**Assigned task**
Give again only those lines from the start of the entries through the line holding "the actor in", leaving them as they are.

......

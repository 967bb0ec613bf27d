//! Account state and its transition function
//!
//! `AccountState` is the single place where balance and history change.
//! Both the lock-guarded [`Account`](crate::Account) and the actor in
//! [`actor`](crate::actor) drive it, so the two front ends share one
//! definition of what a deposit or withdrawal does.
//!
//! Every transition either commits fully (balance updated and exactly one
//! record appended) or returns an error with nothing touched.

use crate::{
    types::{TransactionKind, TransactionRecord},
    Error, Result,
};
use chrono::{DateTime, Utc};
use rust_decimal::Decimal;
use uuid::Uuid;

/// Balance plus append-only history
#[derive(Debug, Clone, Default, PartialEq, Eq)]
pub struct AccountState {
    balance: Decimal,
    history: Vec<TransactionRecord>,
}

impl AccountState {
    /// Empty state: zero balance, no history
    pub fn new() -> Self {
        Self::default()
    }

    /// Current balance
    pub fn balance(&self) -> Decimal {
        self.balance
    }

    /// Full history in commit order
    pub fn history(&self) -> &[TransactionRecord] {
        &self.history
    }

    /// Most recent record
    pub fn last(&self) -> Option<&TransactionRecord> {
        self.history.last()
    }

    /// Number of committed records
    pub fn len(&self) -> usize {
        self.history.len()
    }

    /// True until the first successful transaction
    pub fn is_empty(&self) -> bool {
        self.history.is_empty()
    }

    /// Add funds.
    ///
    /// Fails with `InvalidAmount` when `amount <= 0` (or when the sum would
    /// overflow the decimal range).
    pub fn apply_deposit(
        &mut self,
        amount: Decimal,
        label: impl Into<String>,
        now: DateTime<Utc>,
    ) -> Result<&TransactionRecord> {
        ensure_positive(amount)?;

        let next = TransactionKind::Deposit
            .apply(self.balance, amount)
            .ok_or(Error::InvalidAmount { amount })?;

        Ok(self.commit(TransactionKind::Deposit, amount, next, label.into(), now))
    }

    /// Remove funds.
    ///
    /// Checks run in order: `amount > 0`, then `balance >= amount`.
    pub fn apply_withdrawal(
        &mut self,
        amount: Decimal,
        label: impl Into<String>,
        now: DateTime<Utc>,
    ) -> Result<&TransactionRecord> {
        ensure_positive(amount)?;

        let next = TransactionKind::Withdrawal
            .apply(self.balance, amount)
            .ok_or(Error::InsufficientFunds {
                requested: amount,
                available: self.balance,
            })?;

        Ok(self.commit(TransactionKind::Withdrawal, amount, next, label.into(), now))
    }

    fn commit(
        &mut self,
        kind: TransactionKind,
        amount: Decimal,
        resulting_balance: Decimal,
        label: String,
        now: DateTime<Utc>,
    ) -> &TransactionRecord {
        // Wall clock may step backwards; history timestamps may not.
        let timestamp = match self.history.last() {
            Some(last) if last.timestamp > now => last.timestamp,
            _ => now,
        };

        self.balance = resulting_balance;
        self.history.push(TransactionRecord {
            transaction_id: Uuid::now_v7(),
            sequence: self.history.len() as u64 + 1,
            kind,
            amount,
            resulting_balance,
            timestamp,
            label,
        });

        &self.history[self.history.len() - 1]
    }

    /// Re-check every invariant over the stored history.
    ///
    /// The balance must equal the last record's `resulting_balance` (or zero
    /// with no history), and each record must follow from its predecessor.
    pub fn verify(&self) -> Result<()> {
        let mut balance = Decimal::ZERO;
        let mut previous: Option<&TransactionRecord> = None;

        for record in &self.history {
            balance = check_step(balance, previous, record)?;
            previous = Some(record);
        }

        if balance != self.balance {
            return Err(Error::InvariantViolation(format!(
                "balance {} does not match history total {}",
                self.balance, balance
            )));
        }

        Ok(())
    }

    /// Rebuild state from a record sequence, validating each step
    pub fn replay(records: impl IntoIterator<Item = TransactionRecord>) -> Result<Self> {
        let mut state = Self::new();

        for record in records {
            state.balance = check_step(state.balance, state.history.last(), &record)?;
            state.history.push(record);
        }

        Ok(state)
    }
}

fn ensure_positive(amount: Decimal) -> Result<()> {
    if amount <= Decimal::ZERO {
        return Err(Error::InvalidAmount { amount });
    }
    Ok(())
}

/// Validate one record against the running balance; returns the new balance
fn check_step(
    balance: Decimal,
    previous: Option<&TransactionRecord>,
    record: &TransactionRecord,
) -> Result<Decimal> {
    let expected_sequence = previous.map_or(1, |p| p.sequence + 1);
    if record.sequence != expected_sequence {
        return Err(Error::InvariantViolation(format!(
            "record {} has sequence {}, expected {}",
            record.transaction_id, record.sequence, expected_sequence
        )));
    }

    if record.amount <= Decimal::ZERO {
        return Err(Error::InvariantViolation(format!(
            "record {} has non-positive amount {}",
            record.sequence, record.amount
        )));
    }

    if let Some(prev) = previous {
        if record.timestamp < prev.timestamp {
            return Err(Error::InvariantViolation(format!(
                "record {} is older than record {}",
                record.sequence, prev.sequence
            )));
        }
    }

    match record.kind.apply(balance, record.amount) {
        Some(next) if next == record.resulting_balance => Ok(next),
        Some(next) => Err(Error::InvariantViolation(format!(
            "record {} claims balance {}, expected {}",
            record.sequence, record.resulting_balance, next
        ))),
        None => Err(Error::InvariantViolation(format!(
            "record {} would take balance {} below zero",
            record.sequence, balance
        ))),
    }
}

#[cfg(test)]
mod tests {
    use super::*;
    use chrono::Duration;
    use rust_decimal_macros::dec;

    #[test]
    fn test_deposit_appends_one_record() {
        let mut state = AccountState::new();
        let record = state
            .apply_deposit(dec!(1000.00), "Initial Deposit", Utc::now())
            .unwrap();

        assert_eq!(record.sequence, 1);
        assert_eq!(record.kind, TransactionKind::Deposit);
        assert_eq!(record.resulting_balance, dec!(1000.00));
        assert_eq!(state.balance(), dec!(1000.00));
        assert_eq!(state.len(), 1);
    }

    #[test]
    fn test_rejected_deposit_leaves_state_untouched() {
        let mut state = AccountState::new();
        state.apply_deposit(dec!(50), "seed", Utc::now()).unwrap();
        let before = state.clone();

        for amount in [dec!(0), dec!(-10.00)] {
            let err = state.apply_deposit(amount, "bad", Utc::now()).unwrap_err();
            assert!(matches!(err, Error::InvalidAmount { .. }));
        }

        assert_eq!(state, before);
    }

    #[test]
    fn test_withdrawal_checks_amount_before_balance() {
        let mut state = AccountState::new();

        // Empty account: a negative amount is still reported as invalid
        let err = state
            .apply_withdrawal(dec!(-5), "bad", Utc::now())
            .unwrap_err();
        assert!(matches!(err, Error::InvalidAmount { .. }));

        let err = state
            .apply_withdrawal(dec!(5), "too much", Utc::now())
            .unwrap_err();
        match err {
            Error::InsufficientFunds {
                requested,
                available,
            } => {
                assert_eq!(requested, dec!(5));
                assert_eq!(available, Decimal::ZERO);
            }
            other => panic!("unexpected error: {other}"),
        }
        assert!(state.is_empty());
    }

    #[test]
    fn test_withdraw_entire_balance() {
        let mut state = AccountState::new();
        state.apply_deposit(dec!(10.10), "seed", Utc::now()).unwrap();
        state
            .apply_withdrawal(dec!(10.10), "all", Utc::now())
            .unwrap();

        assert_eq!(state.balance(), Decimal::ZERO);
        assert_eq!(state.len(), 2);
        state.verify().unwrap();
    }

    #[test]
    fn test_timestamps_never_go_backwards() {
        let mut state = AccountState::new();
        let now = Utc::now();
        state.apply_deposit(dec!(1), "a", now).unwrap();
        state
            .apply_deposit(dec!(1), "b", now - Duration::seconds(30))
            .unwrap();

        let history = state.history();
        assert_eq!(history[1].timestamp, history[0].timestamp);
        state.verify().unwrap();
    }

    #[test]
    fn test_replay_reproduces_state() {
        let mut state = AccountState::new();
        state.apply_deposit(dec!(1000.00), "a", Utc::now()).unwrap();
        state.apply_deposit(dec!(250.50), "b", Utc::now()).unwrap();
        state.apply_withdrawal(dec!(125.00), "c", Utc::now()).unwrap();

        let rebuilt = AccountState::replay(state.history().to_vec()).unwrap();
        assert_eq!(rebuilt, state);
        assert_eq!(rebuilt.balance(), dec!(1125.50));
    }

    #[test]
    fn test_replay_rejects_tampered_history() {
        let mut state = AccountState::new();
        state.apply_deposit(dec!(100), "a", Utc::now()).unwrap();
        state.apply_withdrawal(dec!(40), "b", Utc::now()).unwrap();

        let mut records = state.history().to_vec();
        records[1].resulting_balance = dec!(70);
        let err = AccountState::replay(records).unwrap_err();
        assert!(matches!(err, Error::InvariantViolation(_)));

        let mut records = state.history().to_vec();
        records.swap(0, 1);
        assert!(AccountState::replay(records).is_err());
    }
}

......

**Solution to the problem**
repository 967bb0ec613bf27d
//! Account state and its transition function
//!
//! `AccountState` is the single place where balance and history change.
//! Both the lock-guarded [`Account`](crate::Account) and the actor in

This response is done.